CAROL MIRANDO, Magistrate Judge.
Before the Court is Plaintiff's Motion to Compel (Doc. 27) filed on April 21, 2014. Defendant's Opposition (Doc. 28) was filed on May 5, 2014. This is a first-party insurance bad faith action brought pursuant to Fla. Stat. § 624.155, arising out of an earlier lawsuit concerning coverage for underinsured motorist benefits. Defendant removed the case to this Court based on diversity jurisdiction. Doc. 1. Plaintiff David Bowdler ("Bowdler") moves to compel Defendant State Farm Mutual Insurance Company ("State Farm") to produce documents listed on its privilege log as protected by the Florida mediation privilege. Doc. 27-3. State Farm responds that the documents are protected because the documents contain mediation communications and are irrelevant. State Farm, as the party asserting privilege, bears the burden of proof. Tyne v. Tyne Warner Entertainment Co., L.P., 212 F.R.D. 596, 599 (M.D. Fla. 2002). For the reasons stated herein, the Court finds that the documents are not protected by the mediation privilege and are relevant; therefore, the Motion is granted.

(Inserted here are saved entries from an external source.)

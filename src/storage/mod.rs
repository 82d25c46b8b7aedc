//! Storage module.
//!
//! The `DiagnosisKeyStore` trait the pipeline writes through, an in-memory
//! implementation, and SQL builders for hosts that persist with their own
//! database driver.

pub mod memory;
pub mod models;
pub mod queries;

pub use memory::*;
pub use models::*;
pub use queries::*;

use std::sync::Arc;

use crate::error::StoreError;
use crate::model::DiagnosisKey;
use crate::pipeline::intake::UploadReport;

/// Result of an atomic batch insert.
#[derive(Debug, Clone, PartialEq)]
pub enum InsertOutcome {
    Inserted,
    /// A batch with the same (origin, batch tag) already exists; carries the
    /// outcome recorded for it.
    Duplicate(UploadReport),
}

/// Durable storage keyed by (origin, batch tag).
///
/// `insert_all` must be atomic per batch and must enforce uniqueness of
/// (origin, batch tag) itself (unique constraint or compare-and-swap), since
/// several gateway instances may race on the same retransmission.
pub trait DiagnosisKeyStore {
    fn exists(&self, origin: &str, batch_tag: &str) -> Result<bool, StoreError> {
        Ok(self.recorded_outcome(origin, batch_tag)?.is_some())
    }

    /// Outcome recorded when the batch was first accepted.
    fn recorded_outcome(
        &self,
        origin: &str,
        batch_tag: &str,
    ) -> Result<Option<UploadReport>, StoreError>;

    /// Store the accepted keys and the outcome report in one write.
    fn insert_all(
        &self,
        origin: &str,
        batch_tag: &str,
        keys: &[DiagnosisKey],
        report: &UploadReport,
    ) -> Result<InsertOutcome, StoreError>;
}

impl<S: DiagnosisKeyStore + ?Sized> DiagnosisKeyStore for &S {
    fn exists(&self, origin: &str, batch_tag: &str) -> Result<bool, StoreError> {
        (**self).exists(origin, batch_tag)
    }

    fn recorded_outcome(
        &self,
        origin: &str,
        batch_tag: &str,
    ) -> Result<Option<UploadReport>, StoreError> {
        (**self).recorded_outcome(origin, batch_tag)
    }

    fn insert_all(
        &self,
        origin: &str,
        batch_tag: &str,
        keys: &[DiagnosisKey],
        report: &UploadReport,
    ) -> Result<InsertOutcome, StoreError> {
        (**self).insert_all(origin, batch_tag, keys, report)
    }
}

impl<S: DiagnosisKeyStore + ?Sized> DiagnosisKeyStore for Arc<S> {
    fn exists(&self, origin: &str, batch_tag: &str) -> Result<bool, StoreError> {
        (**self).exists(origin, batch_tag)
    }

    fn recorded_outcome(
        &self,
        origin: &str,
        batch_tag: &str,
    ) -> Result<Option<UploadReport>, StoreError> {
        (**self).recorded_outcome(origin, batch_tag)
    }

    fn insert_all(
        &self,
        origin: &str,
        batch_tag: &str,
        keys: &[DiagnosisKey],
        report: &UploadReport,
    ) -> Result<InsertOutcome, StoreError> {
        (**self).insert_all(origin, batch_tag, keys, report)
    }
}
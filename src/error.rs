//! Error types.
//!
//! Request-fatal failures are `IntakeError`; per-key rejections are not
//! errors and live in `validation::rules::KeyRejection`.

use thiserror::Error;

/// Request-fatal intake failure. No keys are stored when one of these occurs.
#[derive(Debug, Error)]
pub enum IntakeError {
    #[error("authentication failed: {0}")]
    AuthenticationFailed(String),

    #[error("malformed payload: {0}")]
    MalformedPayload(String),

    #[error("batch signature invalid: {0}")]
    SignatureInvalid(String),

    #[error("diagnosis key store failure: {0}")]
    Storage(#[from] StoreError),
}

impl IntakeError {
    /// HTTP status the host should answer with.
    pub fn status_code(&self) -> u16 {
        match self {
            IntakeError::AuthenticationFailed(_) => 403,
            IntakeError::MalformedPayload(_) => 400,
            IntakeError::SignatureInvalid(_) => 400,
            IntakeError::Storage(_) => 500,
        }
    }

    /// Stable machine-readable code.
    pub fn code(&self) -> &'static str {
        match self {
            IntakeError::AuthenticationFailed(_) => "AUTHENTICATION_FAILED",
            IntakeError::MalformedPayload(_) => "MALFORMED_PAYLOAD",
            IntakeError::SignatureInvalid(_) => "SIGNATURE_INVALID",
            IntakeError::Storage(_) => "STORAGE_FAILURE",
        }
    }
}

/// Failure reported by a `DiagnosisKeyStore` backend.
#[derive(Debug, Error)]
pub enum StoreError {
    #[error("store backend error: {0}")]
    Backend(String),

    #[error("stored outcome could not be decoded: {0}")]
    Decode(String),
}

/// Failure reported by a `CertificateRepository`.
#[derive(Debug, Error)]
pub enum RepositoryError {
    #[error("certificate repository unavailable: {0}")]
    Unavailable(String),

    #[error("invalid certificate {thumbprint}: {source}")]
    InvalidCertificate {
        thumbprint: String,
        #[source]
        source: CertificateError,
    },
}

/// A certificate record that cannot be turned into a trust anchor.
#[derive(Debug, Error, PartialEq)]
pub enum CertificateError {
    #[error("public key is not valid base64: {0}")]
    PublicKeyEncoding(String),

    #[error("invalid public key length: expected {expected}, got {actual}")]
    PublicKeyLength { expected: usize, actual: usize },

    #[error("invalid country code: {0:?}")]
    Country(String),

    #[error("validity window ends before it starts")]
    ValidityWindow,
}

#[cfg(test)]
mod tests {
    use super::*;

    #[test]
    fn test_status_codes() {
        assert_eq!(IntakeError::AuthenticationFailed("x".into()).status_code(), 403);
        assert_eq!(IntakeError::MalformedPayload("x".into()).status_code(), 400);
        assert_eq!(IntakeError::SignatureInvalid("x".into()).status_code(), 400);
        assert_eq!(
            IntakeError::from(StoreError::Backend("down".into())).status_code(),
            500
        );
    }

    #[test]
    fn test_display() {
        let err = IntakeError::SignatureInvalid("no signing certificate".into());
        assert_eq!(err.to_string(), "batch signature invalid: no signing certificate");
        assert_eq!(err.code(), "SIGNATURE_INVALID");
    }
}
//! Certificate trust module.
//!
//! Provides the cached certificate trust store and caller identity
//! resolution from proxy-injected certificate headers.

pub mod identity;
pub mod store;

pub use identity::*;
pub use store::*;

Bowdler had $2 million in underinsured motorist coverage through a policy with State Farm. On December 27, 2008, Bowdler was in a car accident with another driver who was considered an "underinsured motorist" with bodily injury limits of $25,000. Doc. 2 at 2. Bowdler settled with and released that driver upon payment of the policy limits. Doc. 27-2 at 1. Plaintiff filed a claim with State Farm and thereafter filed suit against State Farm in state court ("underlying litigation"). State Farm did not dispute coverage, but the parties disagreed as to the amount of Plaintiff's damages. Id. at 2. After the parties attempted but were unable to resolve the underlying litigation through mediation ("underlying mediation"), the case went to jury trial and resulted in a $3,019,955.00 verdict for the Plaintiff. Id. Judgment was thereafter entered against State Farm. Id. State Farm has not paid the amount of the judgment. Doc. 3 at ¶ 16. In this lawsuit, Plaintiff alleges that State Farm handled his underinsured motorist claim in the underlying litigation in bad faith by, among other things, failing to timely pay him the benefits he purchased and to settle his claim when Defendant could and should have done so. Doc. 2 at ¶ 10, 13.

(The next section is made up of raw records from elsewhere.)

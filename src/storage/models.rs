//! Database models for diagnosis key storage.
//!
//! These models represent the structure of data in the database tables.

use chrono::{DateTime, Utc};
use serde::{Deserialize, Serialize};

use crate::model::DiagnosisKey;
use crate::pipeline::intake::UploadReport;

/// Represents an accepted batch.
#[derive(Debug, Clone, PartialEq, Serialize, Deserialize)]
pub struct BatchRecord {
    pub origin: String,
    pub batch_tag: String,
    pub upload_id: String,
    pub received_at: DateTime<Utc>,
    pub content_hash: String,
    pub signing_thumbprint: String,
    /// JSON-encoded `UploadReport`.
    pub report: String,
}

impl BatchRecord {
    pub fn from_report(report: &UploadReport) -> Result<Self, serde_json::Error> {
        Ok(Self {
            origin: report.origin.clone(),
            batch_tag: report.batch_tag.clone(),
            upload_id: report.upload_id.clone(),
            received_at: report.received_at,
            content_hash: report.content_hash.clone(),
            signing_thumbprint: report.signing_thumbprint.clone(),
            report: serde_json::to_string(report)?,
        })
    }

    pub fn decode_report(&self) -> Result<UploadReport, serde_json::Error> {
        serde_json::from_str(&self.report)
    }
}

/// Represents one accepted diagnosis key row.
#[derive(Debug, Clone, PartialEq, Serialize, Deserialize)]
pub struct KeyRecord {
    pub origin: String,
    pub batch_tag: String,
    pub key_data_hex: String,
    pub rolling_start_interval_number: i64,
    pub rolling_period: i64,
    pub transmission_risk_level: i64,
    pub visited_countries: Vec<String>,
    pub report_type: Option<String>,
    pub days_since_onset_of_symptoms: Option<i64>,
}

impl KeyRecord {
    pub fn from_key(key: &DiagnosisKey, batch_tag: &str) -> Self {
        Self {
            origin: key.origin.clone(),
            batch_tag: batch_tag.to_string(),
            key_data_hex: hex::encode(&key.key_data),
            rolling_start_interval_number: key.rolling_start_interval_number,
            rolling_period: key.rolling_period,
            transmission_risk_level: key.transmission_risk_level,
            visited_countries: key.visited_countries.clone(),
            report_type: key.report_type.clone(),
            days_since_onset_of_symptoms: key.days_since_onset_of_symptoms,
        }
    }
}
use crate::domain::{ApiRequest, ApiResponse, ApiTransport, HttpMethod, TransportError};
use async_trait::async_trait;
use reqwest::{Client, Method};
use std::time::Duration;

// Pass-through transport: thin wrapper around reqwest for calls to the real backend.
#[derive(Clone)]
pub struct HttpTransport {
    http: Client,
    pub base_url: String,
}

impl HttpTransport {
    pub fn new(base_url: impl Into<String>, timeout: Duration) -> Result<Self, reqwest::Error> {
        let http = Client::builder().timeout(timeout).build()?;
        let base_url: String = base_url.into();
        Ok(Self {
            http,
            base_url: base_url.trim_end_matches('/').to_string(),
        })
    }
}

fn reqwest_method(method: HttpMethod) -> Method {
    match method {
        HttpMethod::Get => Method::GET,
        HttpMethod::Post => Method::POST,
        HttpMethod::Put => Method::PUT,
        HttpMethod::Patch => Method::PATCH,
        HttpMethod::Delete => Method::DELETE,
    }
}

fn map_send_error(err: reqwest::Error) -> TransportError {
    if err.is_timeout() {
        TransportError::Timeout
    } else {
        TransportError::Transport(err.to_string())
    }
}

#[async_trait]
impl ApiTransport for HttpTransport {
    async fn send(&self, req: ApiRequest) -> Result<ApiResponse, TransportError> {
        // Compose the backend URL and forward the JSON payload unchanged.
        let url = format!("{}{}", self.base_url, req.path);
        let mut builder = self.http.request(reqwest_method(req.method), url);
        if let Some(body) = &req.body {
            builder = builder.json(body);
        }
        if let Some(token) = &req.bearer {
            builder = builder.bearer_auth(token);
        }

        let res = builder.send().await.map_err(map_send_error)?;
        let status = res.status().as_u16();

        // Keep the status for every response; the caller decides what 4xx/5xx mean.
        let bytes = res.bytes().await.map_err(map_send_error)?;
        if bytes.is_empty() {
            return Ok(ApiResponse::new(status, serde_json::Value::Null));
        }

        let body = serde_json::from_slice(&bytes)
            .map_err(|err| TransportError::Decode(err.to_string()))?;
        Ok(ApiResponse::new(status, body))
    }
}
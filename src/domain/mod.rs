mod errors;
mod fields;
mod ports;
mod registration;
mod session;

// Re-export the domain boundary types and ports.
pub use errors::{TransportError, UnknownField};
pub use fields::RegistrationField;
pub use ports::{ApiRequest, ApiResponse, ApiTransport, HttpMethod};
pub use registration::{FieldError, RegistrationPayload, ValidationErrorSet};
pub use session::SessionToken;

On July 22, 2013, Plaintiff served a Request to Produce on State Farm. Doc. 27-1. State Farm responded (Doc. 27-2) and produced a privilege log (Doc. 27-3). At withheld or redacted by State Farm in response to Request No. 1 based on the mediation privilege. Doc. 27-3 at 6. Request No. 1 requests State Farm to produce:
Doc. 27-1 at ¶ 1. State Farm responded:
Doc. 27-2 at 4. State Farm's privilege log provides, in relevant part:
Doc. 27-3 at 6.
Plaintiff moves to compel the log notes, arguing that because the parties to the underlying mediation are the same two parties in this bad faith action, the log notes are not protected by Florida's mediation privilege. Fla. Stat. § 44.405(1). State Farm argues that the log notes are protected and are irrelevant because they are not admissible at trial.

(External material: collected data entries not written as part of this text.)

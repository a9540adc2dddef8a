use std::fmt;

use crate::domain::ports::HttpMethod;

// Failures raised before a usable HTTP response reached the client.
#[derive(Debug, Clone, PartialEq, Eq)]
pub enum TransportError {
    // Connection refused, DNS failure, reset mid-flight.
    Transport(String),
    Timeout,
    // A response arrived but its body was not valid JSON.
    Decode(String),
    // The mock layer has no handler for this method + path.
    Unhandled { method: HttpMethod, path: String },
}

impl fmt::Display for TransportError {
    fn fmt(&self, f: &mut fmt::Formatter<'_>) -> fmt::Result {
        match self {
            TransportError::Transport(message) => write!(f, "transport error: {message}"),
            TransportError::Timeout => write!(f, "request timed out"),
            TransportError::Decode(message) => write!(f, "response decode error: {message}"),
            TransportError::Unhandled { method, path } => {
                write!(f, "no handler for {method} {path}")
            }
        }
    }
}

impl std::error::Error for TransportError {}

// Field name outside the six known registration inputs.
#[derive(Debug, Clone, PartialEq, Eq)]
pub struct UnknownField(pub String);

impl fmt::Display for UnknownField {
    fn fmt(&self, f: &mut fmt::Formatter<'_>) -> fmt::Result {
        write!(f, "unknown registration field: {}", self.0)
    }
}

impl std::error::Error for UnknownField {}
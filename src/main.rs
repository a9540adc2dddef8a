#[tokio::main]
async fn main() {
    // Startup and serve errors are already logged by the server.
    if portal_client::run_with_config().await.is_err() {
        std::process::exit(1);
    }
}
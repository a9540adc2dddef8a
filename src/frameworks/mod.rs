pub mod config;
pub mod server;
pub mod transport;
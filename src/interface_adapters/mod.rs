pub mod clients;
pub mod handlers;
pub mod mock;
pub mod protocol;
pub mod routes;
pub mod state;
pub mod view;
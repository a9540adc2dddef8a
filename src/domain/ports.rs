use async_trait::async_trait;
use serde_json::Value;
use std::fmt;

use crate::domain::errors::TransportError;

#[derive(Debug, Clone, Copy, PartialEq, Eq, Hash)]
pub enum HttpMethod {
    Get,
    Post,
    Put,
    Patch,
    Delete,
}

impl HttpMethod {
    pub fn as_str(self) -> &'static str {
        match self {
            HttpMethod::Get => "GET",
            HttpMethod::Post => "POST",
            HttpMethod::Put => "PUT",
            HttpMethod::Patch => "PATCH",
            HttpMethod::Delete => "DELETE",
        }
    }

    pub fn parse(value: &str) -> Option<Self> {
        match value {
            "GET" => Some(HttpMethod::Get),
            "POST" => Some(HttpMethod::Post),
            "PUT" => Some(HttpMethod::Put),
            "PATCH" => Some(HttpMethod::Patch),
            "DELETE" => Some(HttpMethod::Delete),
            _ => None,
        }
    }
}

impl fmt::Display for HttpMethod {
    fn fmt(&self, f: &mut fmt::Formatter<'_>) -> fmt::Result {
        f.write_str(self.as_str())
    }
}

// Outbound API call issued by a form. Paths are absolute (`/api/...`).
#[derive(Debug, Clone, PartialEq)]
pub struct ApiRequest {
    pub method: HttpMethod,
    pub path: String,
    pub body: Option<Value>,
    // Raw token for an `Authorization: Bearer` header, if the caller is logged in.
    pub bearer: Option<String>,
}

impl ApiRequest {
    pub fn post_json(path: impl Into<String>, body: Value) -> Self {
        Self {
            method: HttpMethod::Post,
            path: path.into(),
            body: Some(body),
            bearer: None,
        }
    }

    pub fn get(path: impl Into<String>) -> Self {
        Self {
            method: HttpMethod::Get,
            path: path.into(),
            body: None,
            bearer: None,
        }
    }

    pub fn with_bearer(mut self, token: impl Into<String>) -> Self {
        self.bearer = Some(token.into());
        self
    }
}

// Status plus decoded JSON body. Empty bodies decode to `Value::Null`.
#[derive(Debug, Clone, PartialEq)]
pub struct ApiResponse {
    pub status: u16,
    pub body: Value,
}

impl ApiResponse {
    pub fn new(status: u16, body: Value) -> Self {
        Self { status, body }
    }

    pub fn is_success(&self) -> bool {
        (200..300).contains(&self.status)
    }

    pub fn is_client_error(&self) -> bool {
        (400..500).contains(&self.status)
    }
}

// Forms depend on this trait, not on a concrete HTTP client.
// `HttpTransport` passes requests through to a real backend, `MockApi` answers from canned handlers.
#[async_trait]
pub trait ApiTransport: Send + Sync {
    async fn send(&self, req: ApiRequest) -> Result<ApiResponse, TransportError>;
}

State Farm describes the log notes as constituting an "analysis of the entire mediation proceeding and log notes relating to events that occurred at mediation" and as "claim file notes summarizing or analyzing communications that took place at mediation." Doc. 28 at 3-4. Under Florida law, all mediation communications shall be confidential, and participants shall not disclose a mediation communication to a person other than another mediation participant
The Court finds that statutory mediation privilege does not apply to the log notes in these circumstances. It does not appear based upon State Farm's description of the log notes that the entirety of the log notes are "mediation communications" as defined by the statute, which are oral or written assertions by or to a mediation participant during the course of the mediation. See Fla. Stat. § 44.403(1). Rather, State Farm describes the log notes as a summary and analysis of communications that took place at the underlying mediation.
State Farm next argues the log notes contain confidential mediation information that is irrelevant, because the conduct surrounding mediation is inadmissible at trial, citing Federal Rule of Evidence 408, and because the log notes are protected by the mediation privilege. The standard for relevancy is not admissibility at trial; rather, if the information appears reasonably calculated to lead to the discovery of admissible evidence and is not privileged, it is discoverable. Fed. R. Civ. P. 26(b)(1).
In this case, Plaintiff alleges that State Farm engaged in bad faith in the underlying litigation by failing to settle the case when it should have. The log notes concerning the underlying mediation are relevant, even if not ultimately admissible at trial, as the log notes could lead to the discovery of admissible evidence regarding Plaintiff's claim. Further, State Farm has not shown that the log notes are otherwise protected by any privilege. Whether the log notes are admissible at trial is not the standard used at this stage of the proceedings. Thus, State Farm is directed to produce the log notes.